On Jun 4, 8:43 am, Micky Wong wrote:
> The Chinese Saga of Olympics Shame Turns to Fear -- After the Shock of
> an Earthquake, Thousands Now Huddle in Fear of a Flood
>
> The New York Times
>
> May 30, 2008
>
> After the Shock of an Earthquake, Thousands Now Huddle in Fear of a Flood
>
> By ANDREW JACOBS
>
> QINGLIAN, China — It is a simple strand of red plastic hanging between
> two trees, but for residents of this battered town, it is the line
> between life and potential death.
>
> On one side are 11,000 residents who have been huddling under plastic
> sheets since the May 12 earthquake devastated northern Sichuan Province.
> On the other is a lush plain of farmland and homes that government
> officials say will be washed away should a swollen reservoir of trapped
> river water break through the wall of rock, dirt and trees that holds it
> in place.
>
> Soldiers stand sentinel on roads leading to the flood plain, which
> includes much of this picturesque town, blocking residents eager to till
> their fields or salvage clothing from their quake-damaged homes.
>
> “It’s for their own good,” said Bian Dedi, 43, who was patrolling the
> deserted downtown on Thursday and shooing away the few residents who had
> slipped through the cordon. “In an instant, everything you see would be
> under water.”
>
> For the past four days, a phalanx of earth-moving machines and soldiers
> has been struggling to complete a 300-yard sluice that would relieve
> pressure on a lake growing behind a landslide dam on the Jian River.
>
> On Thursday, the lake, given the name Tangjiashan, rose another 5 feet,
> about 70 feet from the top of the barrier, and officials warned it might
> take another day or two before the drainage canal was complete.
>
> Even then, the surge of water from the drainage canal itself will cause
> significant flooding, especially along the heavily populated Chengdu
> basin.

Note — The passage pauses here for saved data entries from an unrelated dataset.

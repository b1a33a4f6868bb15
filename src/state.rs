//! State Store. A single mutable `RuntimeState` behind a mutual-exclusion
//! primitive, with a change-feed for observers. Grounded in
//! `core/state.py`'s `StateManager` (lock-guarded state, subscriber list,
//! per-subscriber error isolation), translated to `tokio::sync::Mutex` the
//! way `execution.rs` wraps engine state in `Arc<Mutex<_>>`.

use std::collections::HashMap;
use std::sync::Arc;

use serde::{Deserialize, Serialize};
use tokio::sync::Mutex;

#[derive(Debug, Clone, Copy, PartialEq, Eq, Serialize, Deserialize)]
pub enum BotState {
    Stopped,
    Starting,
    Running,
    Stopping,
    Error,
    SimRunning,
}

#[derive(Debug, Clone, Serialize, Deserialize)]
pub struct RuntimeState {
    pub bot_state: BotState,
    pub active_levels: Vec<usize>,
    pub pnl_realized: f64,
    pub pnl_unrealized: f64,
    pub inventory: HashMap<String, f64>,
    pub last_error: Option<String>,
}

impl Default for RuntimeState {
    fn default() -> Self {
        Self {
            bot_state: BotState::Stopped,
            active_levels: Vec::new(),
            pnl_realized: 0.0,
            pnl_unrealized: 0.0,
            inventory: HashMap::new(),
            last_error: None,
        }
    }
}

#[derive(Debug, Clone)]
pub enum StateEvent {
    StateChange { old: BotState, new: BotState },
    PnlUpdate { realized: f64, unrealized: f64 },
    InventoryUpdate { inventory: HashMap<String, f64> },
    LevelsUpdate { levels: Vec<usize> },
    Error { message: String },
    Reset,
}

type Subscriber = Box<dyn Fn(&StateEvent) + Send + Sync>;

pub struct StateStore {
    state: Mutex<RuntimeState>,
    subscribers: Mutex<Vec<Subscriber>>,
}

impl StateStore {
    pub fn new() -> Arc<Self> {
        Arc::new(Self {
            state: Mutex::new(RuntimeState::default()),
            subscribers: Mutex::new(Vec::new()),
        })
    }

    pub async fn snapshot(&self) -> RuntimeState {
        self.state.lock().await.clone()
    }

    pub async fn set_bot_state(&self, new: BotState) {
        let old = {
            let mut guard = self.state.lock().await;
            let old = guard.bot_state;
            guard.bot_state = new;
            old
        };
        log::info!("state transition: {:?} -> {:?}", old, new);
        self.notify(StateEvent::StateChange { old, new }).await;
    }

    pub async fn update_pnl(&self, realized: Option<f64>, unrealized: Option<f64>) {
        let (realized, unrealized) = {
            let mut guard = self.state.lock().await;
            if let Some(r) = realized {
                guard.pnl_realized = r;
            }
            if let Some(u) = unrealized {
                guard.pnl_unrealized = u;
            }
            (guard.pnl_realized, guard.pnl_unrealized)
        };
        self.notify(StateEvent::PnlUpdate { realized, unrealized }).await;
    }

    pub async fn update_inventory(&self, inventory: HashMap<String, f64>) {
        {
            let mut guard = self.state.lock().await;
            guard.inventory = inventory.clone();
        }
        self.notify(StateEvent::InventoryUpdate { inventory }).await;
    }

    pub async fn set_active_levels(&self, levels: Vec<usize>) {
        {
            let mut guard = self.state.lock().await;
            guard.active_levels = levels.clone();
        }
        self.notify(StateEvent::LevelsUpdate { levels }).await;
    }

    pub async fn set_error(&self, message: String) {
        {
            let mut guard = self.state.lock().await;
            guard.bot_state = BotState::Error;
            guard.last_error = Some(message.clone());
        }
        log::error!("engine error: {}", message);
        self.notify(StateEvent::Error { message }).await;
    }

    pub async fn clear_error(&self) {
        let mut guard = self.state.lock().await;
        guard.last_error = None;
    }

    pub async fn reset(&self) {
        {
            let mut guard = self.state.lock().await;
            *guard = RuntimeState::default();
        }
        self.notify(StateEvent::Reset).await;
    }

    pub async fn subscribe<F>(&self, callback: F)
    where
        F: Fn(&StateEvent) + Send + Sync + 'static,
    {
        self.subscribers.lock().await.push(Box::new(callback));
    }

    /// Subscribers are invoked on the writer's context and must be
    /// non-blocking; a subscriber that panics is caught and logged rather
    /// than allowed to break the publish loop for the remaining
    /// subscribers (mirrors `StateManager._notify_subscribers`'s
    /// per-callback try/except in `core/state.py`).
    async fn notify(&self, event: StateEvent) {
        let subscribers = self.subscribers.lock().await;
        for sub in subscribers.iter() {
            let result = std::panic::catch_unwind(std::panic::AssertUnwindSafe(|| sub(&event)));
            if let Err(_) = result {
                log::error!("state store subscriber panicked; continuing");
            }
        }
    }
}

impl Default for StateStore {
    fn default() -> Self {
        Self {
            state: Mutex::new(RuntimeState::default()),
            subscribers: Mutex::new(Vec::new()),
        }
    }
}

#[cfg(test)]
mod tests {
    use super::*;
    use std::sync::atomic::{AtomicUsize, Ordering};

    #[tokio::test]
    async fn state_transitions_notify_subscribers() {
        let store = StateStore::new();
        let count = Arc::new(AtomicUsize::new(0));
        let count2 = count.clone();
        store
            .subscribe(move |_event| {
                count2.fetch_add(1, Ordering::SeqCst);
            })
            .await;

        store.set_bot_state(BotState::Running).await;
        assert_eq!(count.load(Ordering::SeqCst), 1);
        assert_eq!(store.snapshot().await.bot_state, BotState::Running);
    }

    #[tokio::test]
    async fn reset_clears_active_levels_and_error() {
        let store = StateStore::new();
        store.set_active_levels(vec![0, 1, 2]).await;
        store.set_error("boom".to_string()).await;
        store.reset().await;
        let snap = store.snapshot().await;
        assert!(snap.active_levels.is_empty());
        assert!(snap.last_error.is_none());
    }

    #[tokio::test]
    async fn panicking_subscriber_does_not_break_others() {
        let store = StateStore::new();
        let count = Arc::new(AtomicUsize::new(0));
        let count2 = count.clone();
        store.subscribe(|_event| panic!("misbehaving observer")).await;
        store
            .subscribe(move |_event| {
                count2.fetch_add(1, Ordering::SeqCst);
            })
            .await;
        store.set_bot_state(BotState::Running).await;
        assert_eq!(count.load(Ordering::SeqCst), 1);
    }
}
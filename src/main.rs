use std::collections::HashMap;
use std::path::PathBuf;
use std::sync::Arc;

use grid_recon_engine::config::{GridConfig, Mode, Venue, ZoneDef};
use grid_recon_engine::grid::Spacing;
use grid_recon_engine::orchestrator::Orchestrator;
use grid_recon_engine::venue::VenueAdapter;
use grid_recon_engine::venues::simulator::Simulator;
use grid_recon_engine::venues::venue_a::{VenueA, VenueAConfig};
use grid_recon_engine::venues::venue_b::{LibraryClient, VenueB};

fn env_f64(key: &str, default: f64) -> f64 {
    std::env::var(key)
        .ok()
        .and_then(|v| v.parse().ok())
        .unwrap_or(default)
}

fn env_usize(key: &str, default: usize) -> usize {
    std::env::var(key)
        .ok()
        .and_then(|v| v.parse().ok())
        .unwrap_or(default)
}

fn env_string(key: &str, default: &str) -> String {
    std::env::var(key).unwrap_or_else(|_| default.to_string())
}

fn build_venue_adapter(mode: Mode, venue: Venue) -> Arc<dyn VenueAdapter> {
    match mode {
        Mode::Simulated => {
            let initial_price = env_f64("GRID_SIM_INITIAL_PRICE", 150.0);
            let volatility = env_f64("GRID_SIM_VOLATILITY", 0.0005);
            let seed = env_usize("GRID_SIM_SEED", 42) as u64;
            let mut balances = HashMap::new();
            balances.insert("USDT".to_string(), env_f64("GRID_SIM_QUOTE_BALANCE", 100_000.0));
            balances.insert("BTC".to_string(), env_f64("GRID_SIM_BASE_BALANCE", 5.0));
            Arc::new(Simulator::new(initial_price, volatility, seed, balances))
        }
        Mode::Live => match venue {
            Venue::A => {
                let config = VenueAConfig {
                    base_url: env_string("VENUE_A_BASE_URL", "https://api.bitkub.com"),
                    api_key: env_string("VENUE_A_API_KEY", ""),
                    api_secret: env_string("VENUE_A_API_SECRET", ""),
                };
                Arc::new(VenueA::new(config))
            }
            Venue::B => {
                let client = LibraryClient::new(
                    env_string("VENUE_B_BASE_URL", "https://www.okx.com"),
                    env_string("VENUE_B_API_KEY", ""),
                    env_string("VENUE_B_API_SECRET", ""),
                    env_string("VENUE_B_PASSPHRASE", ""),
                );
                Arc::new(VenueB::new(client))
            }
        },
    }
}

fn load_grid_config() -> GridConfig {
    let mode = match env_string("GRID_MODE", "simulated").as_str() {
        "live" => Mode::Live,
        _ => Mode::Simulated,
    };
    let venue = match env_string("GRID_VENUE", "b").to_lowercase().as_str() {
        "a" => Venue::A,
        _ => Venue::B,
    };
    let spacing = match env_string("GRID_SPACING", "arithmetic").as_str() {
        "geometric" => Spacing::Geometric,
        _ => Spacing::Arithmetic,
    };

    GridConfig::new(
        env_f64("GRID_LOWER", 100.0),
        env_f64("GRID_UPPER", 200.0),
        env_usize("GRID_N_LEVELS", 10),
        spacing,
        env_f64("GRID_SIZE_PER_LEVEL", 0.01),
        Vec::<ZoneDef>::new(),
        mode,
        venue,
        env_string("GRID_SYMBOL", "BTC/USDT"),
    )
    .expect("invalid grid configuration supplied via environment")
}

#[tokio::main]
async fn main() {
    dotenvy::dotenv().ok();
    env_logger::init();
    let session_id = uuid::Uuid::new_v4().to_string();
    log::info!("grid-recon-engine starting, session {}", session_id);

    let config = load_grid_config();
    let venue = build_venue_adapter(config.mode, config.venue);
    let manual_sync_path = PathBuf::from(env_string("GRID_MANUAL_SYNC_PATH", "manual_sync_orders.json"));

    let orchestrator = Arc::new(Orchestrator::new(venue, manual_sync_path));

    orchestrator
        .update_config(config)
        .await
        .expect("failed to install initial grid config");

    let store = orchestrator.state_store();
    store
        .subscribe(|event| {
            log::info!("state event: {:?}", event);
        })
        .await;

    let start_resp = orchestrator.start(true).await;
    if !start_resp.success {
        log::error!("failed to start engine: {}", start_resp.message);
        return;
    }
    log::info!("{}", start_resp.message);

    // The HTTP/WebSocket operator surface described alongside this engine
    // is a separate transport concern; this binary's job is to assemble
    // and run the reconciliation engine itself. Block until interrupted.
    if let Err(e) = tokio::signal::ctrl_c().await {
        log::error!("failed to listen for shutdown signal: {}", e);
    }

    log::info!("shutdown signal received, stopping engine");
    let stop_resp = orchestrator.stop(true).await;
    log::info!("{}", stop_resp.message);
}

On Friday, officials began moving another 30,000 people to higher
> ground in anticipation of the channel’s completion.
>
> For the 1.3 million people living downstream, the looming threat is
> adding to the misery of coping with a disaster that has killed a
> confirmed 68,858 people, with 87,000 injured. Officials say 18,618 more
> are missing and presumed dead.
>
> By Saturday, 197,000 people will have been relocated from low-lying
> towns and villages and the government has set in place an ambitious
> evacuation plan that would send in total more than a million people
> dashing to higher ground should the dam break.
>
> If the dam fails, experts say, it is likely to begin in a burst.
>
> “Once that process starts, it’s virtually impossible to do anything to
> decrease the water,” Alexander Densmore, a seismologist at Durham
> University in Britain, told Reuters. “When they fail, they tend to fail
> catastrophically.”
>
> Here in Qinglian, a tourist town that straddles the Jian River shortly
> after it descends the mountains, residents have been forced to
> disassemble and rebuild their bamboo-and-plastic shelters five times in
> the past two weeks. Each move coincided with the worrisome expansion of
> the impounded lake, which is 30 miles upstream.
>
> “I may be old, but I can still run if I have to,” said Chen Biqi, 70, a
> farmer who has been told to hike up a nearby knoll should the dam burst.
>
> Compared with the terror of an earthquake, many people here view the
> potential peril of flooding as an annoyance, just one more indignation
> meted out by nature. Most people expressed confidence that the
> government’s evacuation plan would keep them from harm’s way.
>
> “Earthquakes are unpredictable but at least we would have some warning
> if a flood is coming,” said Cheng Huayuan, 65, a retired factory worker
> who was among thousands of people camped out in Mianyang, a city of
> 600,000 that stretches out along both sides of the Fu River, a tributary
> of the Jian.
>
> Like many of her neighbors, Ms. Cheng had a home to return to, but she
> said she was too unnerved by the constant aftershocks to sleep in her
> eighth-floor apartment. “You never know if the next tremor will bring
> the building down,” she said. “A flood we can handle.”
>
> Not everyone is so confident. At Mianyang’s bus station for
> long-distance trips, thousands of people clamored for seats on buses
> headed to other cities on Thursday. Hundreds of others sought shelter
> atop a forested hill a mile outside the city.
>
> Even though she is only a half-hour walk to the safety of the mountains,
> Deng Huilan, 45, said she often spent nights nodding off in a chair. “I
> don’t dare fall into a deep sleep,” said Ms. Deng, who is sharing a tent
> with a dozen family members, including her 80-year-old parents. “None of
> us can swim.”
>
> Across the region, emergency-relief officials have created 50 evacuation
> routes and everyone, they say, is within two miles of higher ground.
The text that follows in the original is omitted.